Gaussian data and Gaussian prior

Let us consider an extremely simple and well known problem in order to illustrate (once again!) that Monte Carlo assisted posterior inference (approximated posterior inference) is a computational accessory for computing integrals and/or sampling from unknown distributions. That being said, only use MC-based approximations only when necessary and at your own risk!

The problem

We want to learn about the posterior of \(\theta\) when a bunch of observations \(x_1,\ldots,x_n\) is assumed arriving from \(N(\theta,1)\) and that our initial information about \(\theta\) is represented by the prior \(\theta \sim N(0,10)\). Here is the observed data:

n = 5
x = c(3,3,4,5,5)

Exact posterior inference

It is easy to show that \(\theta|x_1,\ldots,x_n \sim N(\theta_1,\tau_1^2)\):

xbar   = mean(x)
theta1 = (10/(1/n+10))*xbar
tau12 = 10*(1/n)/(1/n+10)
curve(dnorm(x,0,sqrt(10)),from=-10,to=10,n=1000,col=2,lwd=2,
      ylab="Density",xlab=expression(theta),ylim=c(0,1))
curve(dnorm(x,theta1,sqrt(tau12)),from=-3,to=7,n=1000,lwd=2,add=TRUE)
curve(dnorm(x,xbar,sqrt(1/n)),from=-3,to=7,n=1000,col=4,lwd=2,add=TRUE)
legend("topleft",legend=c("Prior","Likelihood","Posterior"),col=c(2,4,1),
        bty="n",lty=1,lwd=2)

Exact posterior quantities

The following posterior summaries can easily be computed analytically:

  • A. \(Pr(\theta>4.5|x_1,...,x_5)\)

  • B. \(E(\theta|x_1,...,x_5)\)

  • C. \(Pr(\theta<L|x_1,...,x_5) = 0.025\)

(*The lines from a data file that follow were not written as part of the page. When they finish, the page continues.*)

//! Shared HTTP response helpers for function calls.

use crate::error::FunctionError;

/// Check an HTTP response for common error conditions.
///
/// Returns the response unchanged on success. Handles:
/// - **429 Too Many Requests** → [`FunctionError::RateLimited`] with
///   `Retry-After` header parsing (falls back to 60 s if absent or
///   unparseable).
/// - **Non-success status** → [`FunctionError::Api`] with status code and
///   response body.
pub async fn check_response(resp: reqwest::Response) -> Result<reqwest::Response, FunctionError> {
    if resp.status() == reqwest::StatusCode::TOO_MANY_REQUESTS {
        return Err(FunctionError::RateLimited {
            retry_after_secs: parse_retry_after(&resp),
        });
    }
    if !resp.status().is_success() {
        return Err(FunctionError::Api {
            status: resp.status().as_u16(),
            message: resp.text().await.unwrap_or_default(),
        });
    }
    Ok(resp)
}

/// Decode a JSON body, mapping shape mismatches to [`FunctionError::Parse`].
pub async fn decode_json<T: serde::de::DeserializeOwned>(
    resp: reqwest::Response,
) -> Result<T, FunctionError> {
    let body = resp.bytes().await?;
    serde_json::from_slice(&body).map_err(|e| FunctionError::Parse(e.to_string()))
}

/// Parse the `Retry-After` header as seconds, falling back to 60 s.
fn parse_retry_after(resp: &reqwest::Response) -> u64 {
    resp.headers()
        .get(reqwest::header::RETRY_AFTER)
        .and_then(|v| v.to_str().ok())
        .and_then(|v| v.trim().parse::<u64>().ok())
        .unwrap_or(60)
}
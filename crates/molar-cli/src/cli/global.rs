use clap::ValueEnum;

/// How command results are printed.
#[derive(Clone, Copy, Debug, Eq, PartialEq, ValueEnum)]
pub enum OutputFormat {
    /// Pretty JSON.
    Json,
    /// Aligned columns.
    Table,
    /// Single-line JSON.
    Raw,
}

/// Flags shared by every command.
#[derive(Clone, Debug)]
pub struct GlobalFlags {
    pub format: OutputFormat,
    pub limit: Option<u32>,
    pub quiet: bool,
    pub project: Option<String>,
    /// Never call the hosted functions, even when configured.
    pub offline: bool,
}
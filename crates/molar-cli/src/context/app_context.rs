use std::path::{Path, PathBuf};

use anyhow::Context;
use molar_config::MolarConfig;
use molar_core::reference::ReferenceData;
use molar_functions::{FunctionError, FunctionsClient, RemoteFields};
use molar_notes::{NoteAssistant, NotePipeline, Offline, PipelineOptions};

use crate::cli::subcommands::PipelineArgs;

/// Shared resources for one invocation.
pub struct AppContext {
    pub project_root: PathBuf,
    pub config: MolarConfig,
}

impl AppContext {
    pub const fn new(project_root: PathBuf, config: MolarConfig) -> Self {
        Self {
            project_root,
            config,
        }
    }

    /// Load reference data from `explicit`, else from `notes.reference_path`
    /// resolved against the project root.
    pub fn reference(&self, explicit: Option<&Path>) -> anyhow::Result<ReferenceData> {
        let path = explicit.map_or_else(
            || self.project_root.join(&self.config.notes.reference_path),
            Path::to_path_buf,
        );
        ReferenceData::load(&path).with_context(|| {
            format!(
                "failed to load reference data from {} (pass --reference or set notes.reference_path)",
                path.display()
            )
        })
    }

    /// Build the note pipeline. Remote steps are on only when both the config
    /// and the per-run flags allow them, and the functions client is usable.
    pub fn pipeline(&self, args: PipelineArgs, offline: bool) -> NotePipeline<Assistant> {
        let options = PipelineOptions {
            correct: self.config.notes.ai_correction && !args.no_correct,
            remote_extract: self.config.notes.ai_extraction && !args.no_remote_extract,
        };
        NotePipeline::new(self.assistant(offline), options)
    }

    fn assistant(&self, offline: bool) -> Assistant {
        if offline || !self.config.functions.is_configured() {
            tracing::debug!(offline, "hosted functions disabled; using local matcher");
            return Assistant::Offline(Offline);
        }
        match FunctionsClient::new(&self.config.functions) {
            Ok(client) => Assistant::Remote(client),
            Err(error) => {
                tracing::warn!(%error, "failed to build functions client; using local matcher");
                Assistant::Offline(Offline)
            }
        }
    }
}

/// Either the hosted functions or nothing.
pub enum Assistant {
    Remote(FunctionsClient),
    Offline(Offline),
}

impl NoteAssistant for Assistant {
    async fn correct(&self, text: &str) -> Result<String, FunctionError> {
        match self {
            Self::Remote(client) => client.correct(text).await,
            Self::Offline(offline) => offline.correct(text).await,
        }
    }

    async fn extract(
        &self,
        text: &str,
        reference: &ReferenceData,
    ) -> Result<RemoteFields, FunctionError> {
        match self {
            Self::Remote(client) => NoteAssistant::extract(client, text, reference).await,
            Self::Offline(offline) => NoteAssistant::extract(offline, text, reference).await,
        }
    }
}

#[cfg(test)]
mod tests {
    use molar_config::FunctionsConfig;

    use super::*;

    fn ctx(config: MolarConfig) -> AppContext {
        AppContext::new(PathBuf::from("."), config)
    }

    const fn args(no_correct: bool, no_remote_extract: bool) -> PipelineArgs {
        PipelineArgs {
            no_correct,
            no_remote_extract,
        }
    }

    #[test]
    fn unconfigured_functions_run_offline() {
        let pipeline = ctx(MolarConfig::default()).pipeline(args(false, false), false);
        assert!(matches!(pipeline.assistant(), Assistant::Offline(_)));
    }

    #[test]
    fn offline_flag_beats_configured_functions() {
        let config = MolarConfig {
            functions: FunctionsConfig {
                url: "https://abc.supabase.co".into(),
                anon_key: "anon".into(),
                ..Default::default()
            },
            ..Default::default()
        };
        let context = ctx(config);
        assert!(matches!(
            context.pipeline(args(false, false), true).assistant(),
            Assistant::Offline(_)
        ));
        assert!(matches!(
            context.pipeline(args(false, false), false).assistant(),
            Assistant::Remote(_)
        ));
    }

    #[test]
    fn flags_and_config_both_gate_remote_steps() {
        let mut config = MolarConfig::default();
        config.notes.ai_extraction = false;
        let options = ctx(config).pipeline(args(true, false), false).options();
        assert_eq!(
            options,
            PipelineOptions {
                correct: false,
                remote_extract: false,
            }
        );
    }

    #[test]
    fn missing_reference_file_names_the_path() {
        let temp = tempfile::TempDir::new().expect("tempdir should create");
        let context = AppContext::new(temp.path().to_path_buf(), MolarConfig::default());
        let error = context.reference(None).expect_err("no reference file");
        assert!(format!("{error:#}").contains("reference.json"));
    }
}
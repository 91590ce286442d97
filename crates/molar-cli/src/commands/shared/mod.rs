pub mod input;
pub mod limit;
//! `parse-procedure` function call.

use molar_core::reference::ReferenceData;
use serde::{Deserialize, Serialize};

use crate::{FunctionError, FunctionsClient, http::decode_json};

#[derive(Serialize)]
struct ExtractRequest<'a> {
    text: &'a str,
    departments: Vec<DepartmentRef<'a>>,
    tasks: Vec<TaskRef<'a>>,
}

#[derive(Serialize)]
struct DepartmentRef<'a> {
    id: &'a str,
    name: &'a str,
}

#[derive(Serialize)]
struct TaskRef<'a> {
    id: &'a str,
    task_name: &'a str,
    department_id: &'a str,
}

impl<'a> ExtractRequest<'a> {
    fn new(text: &'a str, reference: &'a ReferenceData) -> Self {
        Self {
            text,
            departments: reference
                .departments
                .iter()
                .map(|d| DepartmentRef {
                    id: &d.id,
                    name: &d.name,
                })
                .collect(),
            tasks: reference
                .tasks
                .iter()
                .map(|t| TaskRef {
                    id: &t.id,
                    task_name: &t.task_name,
                    department_id: &t.department_id,
                })
                .collect(),
        }
    }
}

/// Fields exactly as the extraction function returned them.
///
/// Nothing here is trusted yet: identifiers may not exist in the caller's
/// reference data and names may be blank.
#[derive(Debug, Clone, Default, PartialEq, Eq, Deserialize)]
#[serde(rename_all = "camelCase")]
pub struct RemoteFields {
    #[serde(default)]
    pub department: Option<String>,
    #[serde(default)]
    pub task: Option<String>,
    #[serde(default)]
    pub supervisor_name: Option<String>,
}

impl RemoteFields {
    /// Whether the function returned nothing at all.
    #[must_use]
    pub const fn is_empty(&self) -> bool {
        self.department.is_none() && self.task.is_none() && self.supervisor_name.is_none()
    }
}

impl FunctionsClient {
    /// Ask the extraction function for department, task, and supervisor,
    /// seeded with the caller's reference lists.
    ///
    /// # Errors
    ///
    /// Returns [`FunctionError`] if the request fails, the function returns a
    /// non-success status, or the body is malformed.
    pub async fn extract_fields(
        &self,
        text: &str,
        reference: &ReferenceData,
    ) -> Result<RemoteFields, FunctionError> {
        let body = ExtractRequest::new(text, reference);
        let resp = self.invoke(&self.extract_url, &body).await?;
        decode_json(resp).await
    }
}

#[cfg(test)]
mod tests {
    use molar_core::entities::{Department, QuotaTask};
    use pretty_assertions::assert_eq;

    use super::*;

    #[test]
    fn request_carries_reference_lists() {
        let reference = ReferenceData::new(
            vec![Department {
                id: "d1".into(),
                name: "Endodontics".into(),
            }],
            vec![QuotaTask {
                id: "t1".into(),
                task_name: "RCT Anterior".into(),
                department_id: "d1".into(),
                target_count: 10,
            }],
        );
        let json = serde_json::to_value(ExtractRequest::new("rct today", &reference)).unwrap();
        assert_eq!(
            json,
            serde_json::json!({
                "text": "rct today",
                "departments": [{ "id": "d1", "name": "Endodontics" }],
                "tasks": [{ "id": "t1", "task_name": "RCT Anterior", "department_id": "d1" }]
            })
        );
    }

    #[test]
    fn parses_nullable_fields() {
        let fields: RemoteFields = serde_json::from_str(
            r#"{"department":"d1","task":null,"supervisorName":"Dr. Khan"}"#,
        )
        .unwrap();
        assert_eq!(
            fields,
            RemoteFields {
                department: Some("d1".into()),
                task: None,
                supervisor_name: Some("Dr. Khan".into()),
            }
        );
        assert!(!fields.is_empty());
    }

    #[test]
    fn empty_object_is_empty() {
        let fields: RemoteFields = serde_json::from_str("{}").unwrap();
        assert!(fields.is_empty());
    }
}
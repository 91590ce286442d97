//! Status, role, and provenance enums for Molar.
//!
//! All enums use `snake_case` serialization via `#[serde(rename_all = "snake_case")]`.
//! Status enums with state machines provide `allowed_next_states()` to enforce
//! valid transitions at the application layer.

use schemars::JsonSchema;
use serde::{Deserialize, Serialize};
use std::fmt;

// ---------------------------------------------------------------------------
// ProcedureStatus
// ---------------------------------------------------------------------------

/// Approval status of a logged procedure.
///
/// ```text
/// pending → approved
///         → rejected → pending (resubmitted)
/// ```
#[derive(Debug, Clone, Copy, PartialEq, Eq, Hash, Serialize, Deserialize, JsonSchema)]
#[serde(rename_all = "snake_case")]
pub enum ProcedureStatus {
    Pending,
    Approved,
    Rejected,
}

impl ProcedureStatus {
    /// Valid next states from the current state.
    #[must_use]
    pub const fn allowed_next_states(self) -> &'static [Self] {
        match self {
            Self::Pending => &[Self::Approved, Self::Rejected],
            Self::Rejected => &[Self::Pending],
            Self::Approved => &[],
        }
    }

    /// Check whether transitioning to `next` is allowed.
    #[must_use]
    pub fn can_transition_to(self, next: Self) -> bool {
        self.allowed_next_states().contains(&next)
    }

    #[must_use]
    pub const fn as_str(self) -> &'static str {
        match self {
            Self::Pending => "pending",
            Self::Approved => "approved",
            Self::Rejected => "rejected",
        }
    }
}

impl fmt::Display for ProcedureStatus {
    fn fmt(&self, f: &mut fmt::Formatter<'_>) -> fmt::Result {
        f.write_str(self.as_str())
    }
}

// ---------------------------------------------------------------------------
// Role
// ---------------------------------------------------------------------------

/// Account role. Enforcement lives in the backend's row-level security.
#[derive(Debug, Clone, Copy, PartialEq, Eq, Hash, Serialize, Deserialize, JsonSchema)]
#[serde(rename_all = "snake_case")]
pub enum Role {
    Student,
    Instructor,
    Admin,
}

impl Role {
    #[must_use]
    pub const fn as_str(self) -> &'static str {
        match self {
            Self::Student => "student",
            Self::Instructor => "instructor",
            Self::Admin => "admin",
        }
    }

    /// Whether this role may approve or reject procedures.
    #[must_use]
    pub const fn can_review(self) -> bool {
        matches!(self, Self::Instructor | Self::Admin)
    }
}

impl fmt::Display for Role {
    fn fmt(&self, f: &mut fmt::Formatter<'_>) -> fmt::Result {
        f.write_str(self.as_str())
    }
}

// ---------------------------------------------------------------------------
// FieldSource
// ---------------------------------------------------------------------------

/// Which extraction strategy produced a field value.
#[derive(Debug, Clone, Copy, PartialEq, Eq, Hash, Serialize, Deserialize, JsonSchema)]
#[serde(rename_all = "snake_case")]
pub enum FieldSource {
    /// The hosted `parse-procedure` function.
    Remote,
    /// The local keyword/regex matcher.
    Fallback,
}

impl FieldSource {
    #[must_use]
    pub const fn as_str(self) -> &'static str {
        match self {
            Self::Remote => "remote",
            Self::Fallback => "fallback",
        }
    }
}

impl fmt::Display for FieldSource {
    fn fmt(&self, f: &mut fmt::Formatter<'_>) -> fmt::Result {
        f.write_str(self.as_str())
    }
}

  • D. \(Pr(\theta<U|x_1,...,x_5) = 0.975\)

A = 1-pnorm(4.5,theta1,sqrt(tau12))
B = theta1
C = qnorm(0.025,theta1,sqrt(tau12))
D = qnorm(0.975,theta1,sqrt(tau12))

summary = c(A,B,C,D)
summary
## [1] 0.09572835 3.92156863 3.05368199 4.78945527

What if we were not capable to figure out \(N(\theta_1,\tau_1^2)\)?

Below we consider two possible proposal distributions:

likelihood = function(theta){
  exp(-0.5*(n*theta^2-2*theta*n*xbar))
}
prior = function(theta){
  dnorm(theta,0,sqrt(10))
}

M = 10000
N = 10000

# SIR: Prior as proposal
theta.draw1 = rnorm(M,0,sqrt(10))
w           = likelihood(theta.draw1)*prior(theta.draw1)/prior(theta.draw1)
theta.post1 = sample(theta.draw1,size=N,replace=TRUE,prob=w)

# SIR: Uniform proposal in the range (0,10)
theta.draw2 = runif(M,0,10)
w           = likelihood(theta.draw2)*prior(theta.draw2)/(1/10)
theta.post2 = sample(theta.draw2,size=N,replace=TRUE,prob=w)
par(mfrow=c(2,2))
hist(theta.draw1,prob=TRUE,xlab="theta",main="Proposal draws\nProposal equal to prior",xlim=c(-20,20))
hist(theta.post1,prob=TRUE,xlab="theta",main="Posterior draws",xlim=c(0,10))
hist(theta.draw2,prob=TRUE,xlab="theta",main="Proposal draws\nProposal NOT equal to prior",xlim=c(-20,20))
hist(theta.post2,prob=TRUE,xlab="theta",main="Posterior draws",xlim=c(0,10))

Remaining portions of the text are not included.